He meant it too. He could not help himself. She
was
splendid. Perhaps it was the awful experiences he had been through; perhaps also there was a touch of the ‘quasi-paternalism’ of an older man for an idealistic young girl, a notion that Kitty no doubt would have resented hugely. Perhaps it was simply because she was beautiful and funny and entirely refreshing. Probably all those things and more, for there was no doubt that at that moment Kingsley felt an enormous affection for Kitty Murray. He did not love her. He could not love her, for he loved Agnes and Kingsley did not believe that a man could ever truly love more than one woman at a time. To love someone new it would first be necessary to cease to love one’s old love and Kingsley had certainly not done that, and he believed he never would. But he
liked
Nurse Murray enormously, so very much indeed that the sensation was rather like love. And she
was
very, very pretty.

‘Shall I get my togs off too then?’ she asked. ‘Just to make it even Stephens?’

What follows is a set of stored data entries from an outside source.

use std::collections::HashMap;
use std::sync::Arc;

use async_trait::async_trait;
use tokio::sync::RwLock;
use uuid::Uuid;

use crate::{
    error::{AppError, AppResult},
    models::{Genre, Movie, MovieId, NewMovie, User, UserId, UserRecord, Watchlist, WatchlistItem},
};

use super::{GenreStore, MovieStore, UserStore, WatchlistStore};

/// In-memory persistence gateway
///
/// One `RwLock` guards all collections; the conditional operations
/// (`find_or_create`, `toggle_item`, username-checked insert) hold the
/// write lock across their whole check-and-write section, which is what
/// makes them atomic with respect to concurrent callers.
#[derive(Clone)]
pub struct MemoryStore {
    inner: Arc<RwLock<Inner>>,
}

#[derive(Default)]
struct Inner {
    movies: HashMap<MovieId, Movie>,
    genres: Vec<Genre>,
    users: HashMap<UserId, User>,
    watchlists: HashMap<UserId, Watchlist>,
    items: Vec<WatchlistItem>,
    next_movie_id: MovieId,
    next_genre_id: i64,
    next_user_id: UserId,
    next_item_id: i64,
}

impl Default for MemoryStore {
    fn default() -> Self {
        Self::new()
    }
}

impl MemoryStore {
    /// Creates an empty store
    pub fn new() -> Self {
        Self {
            inner: Arc::new(RwLock::new(Inner::default())),
        }
    }
}

#[async_trait]
impl MovieStore for MemoryStore {
    async fn insert(&self, movie: NewMovie) -> AppResult<Movie> {
        let mut inner = self.inner.write().await;
        inner.next_movie_id += 1;
        let movie = movie.into_movie(inner.next_movie_id);
        inner.movies.insert(movie.id, movie.clone());
        Ok(movie)
    }

    async fn update(&self, movie: Movie) -> AppResult<bool> {
        let mut inner = self.inner.write().await;
        if !inner.movies.contains_key(&movie.id) {
            return Ok(false);
        }
        inner.movies.insert(movie.id, movie);
        Ok(true)
    }

    async fn delete(&self, id: MovieId) -> AppResult<bool> {
        let mut inner = self.inner.write().await;
        Ok(inner.movies.remove(&id).is_some())
    }

    async fn find(&self, id: MovieId) -> AppResult<Option<Movie>> {
        let inner = self.inner.read().await;
        Ok(inner.movies.get(&id).cloned())
    }

    async fn all(&self) -> AppResult<Vec<Movie>> {
        let inner = self.inner.read().await;
        let mut movies: Vec<Movie> = inner.movies.values().cloned().collect();
        movies.sort_by_key(|m| m.id);
        Ok(movies)
    }

    async fn find_by_genre(&self, genre: &str) -> AppResult<Vec<Movie>> {
        let inner = self.inner.read().await;
        let mut movies: Vec<Movie> = inner
            .movies
            .values()
            .filter(|m| m.genre == genre)
            .cloned()
            .collect();
        movies.sort_by_key(|m| m.id);
        Ok(movies)
    }
}

#[async_trait]
impl GenreStore for MemoryStore {
    async fn insert(&self, name: &str) -> AppResult<Genre> {
        let mut inner = self.inner.write().await;
        if inner.genres.iter().any(|g| g.name == name) {
            return Err(AppError::Conflict(format!("genre {name} already exists")));
        }
        inner.next_genre_id += 1;
        let genre = Genre {
            id: inner.next_genre_id,
            name: name.to_string(),
        };
        inner.genres.push(genre.clone());
        Ok(genre)
    }

    async fn all(&self) -> AppResult<Vec<Genre>> {
        let inner = self.inner.read().await;
        Ok(inner.genres.clone())
    }
}

#[async_trait]
impl UserStore for MemoryStore {
    async fn insert(&self, record: UserRecord) -> AppResult<User> {
        let mut inner = self.inner.write().await;
        if inner.users.values().any(|u| u.username == record.username) {
            return Err(AppError::Conflict(format!(
                "username {} is already taken",
                record.username
            )));
        }
        inner.next_user_id += 1;
        let user = record.into_user(inner.next_user_id);
        inner.users.insert(user.id, user.clone());
        Ok(user)
    }

    async fn find(&self, id: UserId) -> AppResult<Option<User>> {
        let inner = self.inner.read().await;
        Ok(inner.users.get(&id).cloned())
    }

    async fn find_by_username(&self, username: &str) -> AppResult<Option<User>> {
        let inner = self.inner.read().await;
        Ok(inner
            .users
            .values()
            .find(|u| u.username == username)
            .cloned())
    }
}

#[async_trait]
impl WatchlistStore for MemoryStore {
    async fn find_or_create(&self, user_id: UserId) -> AppResult<Watchlist> {
        let mut inner = self.inner.write().await;
        if let Some(watchlist) = inner.watchlists.get(&user_id) {
            return Ok(watchlist.clone());
        }
        let watchlist = Watchlist::new(user_id);
        inner.watchlists.insert(user_id, watchlist.clone());
        Ok(watchlist)
    }

    async fn find_for_user(&self, user_id: UserId) -> AppResult<Option<Watchlist>> {
        let inner = self.inner.read().await;
        Ok(inner.watchlists.get(&user_id).cloned())
    }

    async fn toggle_item(&self, watchlist_id: Uuid, movie_id: MovieId) -> AppResult<bool> {
        let mut inner = self.inner.write().await;
        let existing = inner
            .items
            .iter()
            .position(|i| i.watchlist_id == watchlist_id && i.movie_id == movie_id);

        match existing {
            Some(index) => {
                inner.items.remove(index);
                Ok(false)
            }
            None => {
                inner.next_item_id += 1;
                let item = WatchlistItem {
                    id: inner.next_item_id,
                    watchlist_id,
                    movie_id,
                };
                inner.items.push(item);
                Ok(true)
            }
        }
    }

    async fn items(&self, watchlist_id: Uuid) -> AppResult<Vec<WatchlistItem>> {
        let inner = self.inner.read().await;
        Ok(inner
            .items
            .iter()
            .filter(|i| i.watchlist_id == watchlist_id)
            .cloned()
            .collect())
    }

    async fn clear(&self, watchlist_id: Uuid) -> AppResult<usize> {
        let mut inner = self.inner.write().await;
        let before = inner.items.len();
        inner.items.retain(|i| i.watchlist_id != watchlist_id);
        Ok(before - inner.items.len())
    }
}

/// Genre names shipped with the catalog, inserted at startup
pub const DEFAULT_GENRES: [&str; 6] = [
    "Action",
    "Animation",
    "Comedy",
    "Drama",
    "Mystery",
    "Science Fiction",
];

/// Seeds the default genre catalog into an empty store
pub async fn seed_default_genres(store: &dyn GenreStore) -> AppResult<()> {
    for name in DEFAULT_GENRES {
        store.insert(name).await?;
    }
    Ok(())
}

#[cfg(test)]
mod tests {
    use super::*;

    fn movie(title: &str, genre: &str) -> NewMovie {
        NewMovie {
            title: title.to_string(),
            overview: format!("{title} overview"),
            genre: genre.to_string(),
            language: "English".to_string(),
            duration: 120,
            rating: 7.5,
            poster_path: None,
        }
    }

    fn user_record(username: &str) -> UserRecord {
        UserRecord {
            first_name: "Test".to_string(),
            last_name: "User".to_string(),
            username: username.to_string(),
            password_hash: "hash".to_string(),
            gender: "Other".to_string(),
            role: "User".to_string(),
        }
    }

    #[tokio::test]
    async fn test_movie_ids_are_assigned_in_order() {
        let store = MemoryStore::new();
        let first = MovieStore::insert(&store, movie("First", "Drama")).await.unwrap();
        let second = MovieStore::insert(&store, movie("Second", "Drama")).await.unwrap();
        assert!(second.id > first.id);
    }

    #[tokio::test]
    async fn test_update_unknown_movie_returns_false() {
        let store = MemoryStore::new();
        let missing = movie("Ghost", "Drama").into_movie(999);
        assert!(!store.update(missing).await.unwrap());
    }

    #[tokio::test]
    async fn test_find_by_genre_is_exact() {
        let store = MemoryStore::new();
        MovieStore::insert(&store, movie("A", "Science Fiction")).await.unwrap();
        MovieStore::insert(&store, movie("B", "science fiction")).await.unwrap();

        let found = store.find_by_genre("Science Fiction").await.unwrap();
        assert_eq!(found.len(), 1);
        assert_eq!(found[0].title, "A");
    }

    #[tokio::test]
    async fn test_duplicate_username_is_conflict() {
        let store = MemoryStore::new();
        UserStore::insert(&store, user_record("ada")).await.unwrap();

        let result = UserStore::insert(&store, user_record("ada")).await;
        assert!(matches!(result, Err(AppError::Conflict(_))));

        let other = UserStore::insert(&store, user_record("grace")).await;
        assert!(other.is_ok());
    }

    #[tokio::test]
    async fn test_find_or_create_is_idempotent() {
        let store = MemoryStore::new();
        let first = store.find_or_create(1).await.unwrap();
        let second = store.find_or_create(1).await.unwrap();
        assert_eq!(first.id, second.id);

        let other = store.find_or_create(2).await.unwrap();
        assert_ne!(first.id, other.id);
    }

    #[tokio::test]
    async fn test_concurrent_find_or_create_yields_one_watchlist() {
        let store = MemoryStore::new();
        let mut handles = Vec::new();
        for _ in 0..8 {
            let store = store.clone();
            handles.push(tokio::spawn(
                async move { store.find_or_create(7).await },
            ));
        }

        let mut ids = Vec::new();
        for handle in handles {
            ids.push(handle.await.unwrap().unwrap().id);
        }
        ids.dedup();
        assert_eq!(ids.len(), 1);
    }

    #[tokio::test]
    async fn test_toggle_twice_restores_membership() {
        let store = MemoryStore::new();
        let watchlist = store.find_or_create(1).await.unwrap();

        assert!(store.toggle_item(watchlist.id, 10).await.unwrap());
        assert_eq!(store.items(watchlist.id).await.unwrap().len(), 1);

        assert!(!store.toggle_item(watchlist.id, 10).await.unwrap());
        assert!(store.items(watchlist.id).await.unwrap().is_empty());
    }

    #[tokio::test]
    async fn test_items_keep_insertion_order() {
        let store = MemoryStore::new();
        let watchlist = store.find_or_create(1).await.unwrap();

        for movie_id in [30, 10, 20] {
            store.toggle_item(watchlist.id, movie_id).await.unwrap();
        }

        let ids: Vec<MovieId> = store
            .items(watchlist.id)
            .await
            .unwrap()
            .into_iter()
            .map(|i| i.movie_id)
            .collect();
        assert_eq!(ids, vec![30, 10, 20]);
    }

    #[tokio::test]
    async fn test_clear_keeps_watchlist_record() {
        let store = MemoryStore::new();
        let watchlist = store.find_or_create(1).await.unwrap();
        store.toggle_item(watchlist.id, 10).await.unwrap();
        store.toggle_item(watchlist.id, 20).await.unwrap();

        let removed = store.clear(watchlist.id).await.unwrap();
        assert_eq!(removed, 2);
        assert!(store.items(watchlist.id).await.unwrap().is_empty());

        let survivor = store.find_for_user(1).await.unwrap().unwrap();
        assert_eq!(survivor.id, watchlist.id);
    }

    #[tokio::test]
    async fn test_clear_leaves_other_watchlists_alone() {
        let store = MemoryStore::new();
        let mine = store.find_or_create(1).await.unwrap();
        let theirs = store.find_or_create(2).await.unwrap();
        store.toggle_item(mine.id, 10).await.unwrap();
        store.toggle_item(theirs.id, 10).await.unwrap();

        store.clear(mine.id).await.unwrap();
        assert_eq!(store.items(theirs.id).await.unwrap().len(), 1);
    }

    #[tokio::test]
    async fn test_seed_default_genres() {
        let store = MemoryStore::new();
        seed_default_genres(&store).await.unwrap();

        let genres = GenreStore::all(&store).await.unwrap();
        assert_eq!(genres.len(), DEFAULT_GENRES.len());
        assert!(genres.iter().any(|g| g.name == "Science Fiction"));

        // Seeding again trips the uniqueness check
        assert!(seed_default_genres(&store).await.is_err());
    }
}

She asked it with her usual chirpy brashness but Kingsley could see that she was blushing. The last time they had been in such a situation it had been in near-total darkness. Kingsley was charmed and perhaps slightly relieved to discover that even the surprising Nurse Murray had some limitations to her candour.

‘I don’t know that you should,’ Kingsley replied hesitatingly.

‘Thought you said I was pretty?’

‘You are, extremely.’

‘Well then,’ she replied.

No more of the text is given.